**Problem description:**
Write down each entry precisely as given.

Dataset entries:
<<<<
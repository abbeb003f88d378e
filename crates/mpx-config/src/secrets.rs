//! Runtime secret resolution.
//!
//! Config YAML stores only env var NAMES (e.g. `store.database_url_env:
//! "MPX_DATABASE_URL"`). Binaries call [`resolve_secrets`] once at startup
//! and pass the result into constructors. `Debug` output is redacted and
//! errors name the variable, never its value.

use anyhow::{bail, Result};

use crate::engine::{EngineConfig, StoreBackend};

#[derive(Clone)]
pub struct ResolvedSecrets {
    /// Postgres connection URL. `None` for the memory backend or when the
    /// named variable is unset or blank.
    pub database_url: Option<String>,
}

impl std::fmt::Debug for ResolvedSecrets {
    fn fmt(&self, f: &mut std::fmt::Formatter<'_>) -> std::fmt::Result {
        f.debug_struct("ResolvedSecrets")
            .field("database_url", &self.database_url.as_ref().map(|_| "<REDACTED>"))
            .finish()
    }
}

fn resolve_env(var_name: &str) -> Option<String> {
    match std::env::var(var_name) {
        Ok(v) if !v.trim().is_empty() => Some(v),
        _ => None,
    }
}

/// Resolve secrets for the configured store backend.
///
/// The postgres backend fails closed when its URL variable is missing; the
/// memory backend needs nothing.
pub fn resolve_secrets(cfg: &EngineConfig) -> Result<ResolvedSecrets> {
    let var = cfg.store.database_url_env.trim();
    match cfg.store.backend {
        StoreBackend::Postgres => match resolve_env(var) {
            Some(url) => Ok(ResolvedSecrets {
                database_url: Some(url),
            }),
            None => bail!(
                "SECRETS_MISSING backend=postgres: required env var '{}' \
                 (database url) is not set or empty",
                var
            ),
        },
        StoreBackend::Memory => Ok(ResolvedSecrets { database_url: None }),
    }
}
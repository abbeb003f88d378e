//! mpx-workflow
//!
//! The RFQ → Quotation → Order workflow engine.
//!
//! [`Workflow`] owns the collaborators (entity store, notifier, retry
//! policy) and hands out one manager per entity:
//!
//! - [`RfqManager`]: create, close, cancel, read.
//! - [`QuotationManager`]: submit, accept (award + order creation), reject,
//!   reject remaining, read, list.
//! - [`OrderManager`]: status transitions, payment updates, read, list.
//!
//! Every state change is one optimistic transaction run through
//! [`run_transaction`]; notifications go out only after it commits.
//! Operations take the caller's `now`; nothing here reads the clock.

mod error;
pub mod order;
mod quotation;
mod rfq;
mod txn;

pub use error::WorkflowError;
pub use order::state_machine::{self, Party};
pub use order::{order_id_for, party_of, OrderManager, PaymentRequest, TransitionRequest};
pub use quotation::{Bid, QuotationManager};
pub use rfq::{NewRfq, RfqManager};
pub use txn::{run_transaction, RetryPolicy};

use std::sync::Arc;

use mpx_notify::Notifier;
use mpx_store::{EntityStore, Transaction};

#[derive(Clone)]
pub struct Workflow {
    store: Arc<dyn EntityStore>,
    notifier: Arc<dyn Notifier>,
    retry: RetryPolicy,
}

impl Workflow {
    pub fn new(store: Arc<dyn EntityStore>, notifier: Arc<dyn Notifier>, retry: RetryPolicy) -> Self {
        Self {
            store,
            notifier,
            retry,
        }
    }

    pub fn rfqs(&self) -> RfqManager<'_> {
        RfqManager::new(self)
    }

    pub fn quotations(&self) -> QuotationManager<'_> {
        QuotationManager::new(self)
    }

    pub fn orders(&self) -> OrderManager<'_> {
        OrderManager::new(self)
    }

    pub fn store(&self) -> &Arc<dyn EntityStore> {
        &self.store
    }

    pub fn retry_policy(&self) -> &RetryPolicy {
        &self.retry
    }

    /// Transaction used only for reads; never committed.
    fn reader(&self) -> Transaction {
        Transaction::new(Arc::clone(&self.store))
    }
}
>>>>
**Your response:**
repository abbeb003f88d378e
filename crates/mpx-config/src/secrets.rs
//! Runtime secret resolution.
//!
//! Config YAML stores only env var NAMES (e.g. `store.database_url_env:
//! "MPX_DATABASE_URL"`). Binaries call [`resolve_secrets`] once at startup
//! and pass the result into constructors. `Debug` output is redacted and
//! errors name the variable, never its value.

use anyhow::{bail, Result};

use crate::engine::{EngineConfig, StoreBackend};

#[derive(Clone)]
pub struct ResolvedSecrets {
    /// Postgres connection URL. `None` for the memory backend or when the
    /// named variable is unset or blank.
    pub database_url: Option<String>,
}

impl std::fmt::Debug for ResolvedSecrets {
    fn fmt(&self, f: &mut std::fmt::Formatter<'_>) -> std::fmt::Result {
        f.debug_struct("ResolvedSecrets")
            .field("database_url", &self.database_url.as_ref().map(|_| "<REDACTED>"))
            .finish()
    }
}

fn resolve_env(var_name: &str) -> Option<String> {
    match std::env::var(var_name) {
        Ok(v) if !v.trim().is_empty() => Some(v),
        _ => None,
    }
}

/// Resolve secrets for the configured store backend.
///
/// The postgres backend fails closed when its URL variable is missing; the
/// memory backend needs nothing.
pub fn resolve_secrets(cfg: &EngineConfig) -> Result<ResolvedSecrets> {
    let var = cfg.store.database_url_env.trim();
    match cfg.store.backend {
        StoreBackend::Postgres => match resolve_env(var) {
            Some(url) => Ok(ResolvedSecrets {
                database_url: Some(url),
            }),
            None => bail!(
                "SECRETS_MISSING backend=postgres: required env var '{}' \
                 (database url) is not set or empty",
                var
            ),
        },
        StoreBackend::Memory => Ok(ResolvedSecrets { database_url: None }),
    }
}
repository abbeb003f88d378e
//! mpx-workflow
//!
//! The RFQ → Quotation → Order workflow engine.
//!
//! [`Workflow`] owns the collaborators (entity store, notifier, retry
//! policy) and hands out one manager per entity:
//!
//! - [`RfqManager`]: create, close, cancel, read.
//! - [`QuotationManager`]: submit, accept (award + order creation), reject,
//!   reject remaining, read, list.
//! - [`OrderManager`]: status transitions, payment updates, read, list.
//!
//! Every state change is one optimistic transaction run through
//! [`run_transaction`]; notifications go out only after it commits.
//! Operations take the caller's `now`; nothing here reads the clock.

mod error;
pub mod order;
mod quotation;
mod rfq;
mod txn;

pub use error::WorkflowError;
pub use order::state_machine::{self, Party};
pub use order::{order_id_for, party_of, OrderManager, PaymentRequest, TransitionRequest};
pub use quotation::{Bid, QuotationManager};
pub use rfq::{NewRfq, RfqManager};
pub use txn::{run_transaction, RetryPolicy};

use std::sync::Arc;

use mpx_notify::Notifier;
use mpx_store::{EntityStore, Transaction};

#[derive(Clone)]
pub struct Workflow {
    store: Arc<dyn EntityStore>,
    notifier: Arc<dyn Notifier>,
    retry: RetryPolicy,
}

impl Workflow {
    pub fn new(store: Arc<dyn EntityStore>, notifier: Arc<dyn Notifier>, retry: RetryPolicy) -> Self {
        Self {
            store,
            notifier,
            retry,
        }
    }

    pub fn rfqs(&self) -> RfqManager<'_> {
        RfqManager::new(self)
    }

    pub fn quotations(&self) -> QuotationManager<'_> {
        QuotationManager::new(self)
    }

    pub fn orders(&self) -> OrderManager<'_> {
        OrderManager::new(self)
    }

    pub fn store(&self) -> &Arc<dyn EntityStore> {
        &self.store
    }

    pub fn retry_policy(&self) -> &RetryPolicy {
        &self.retry
    }

    /// Transaction used only for reads; never committed.
    fn reader(&self) -> Transaction {
        Transaction::new(Arc::clone(&self.store))
    }
}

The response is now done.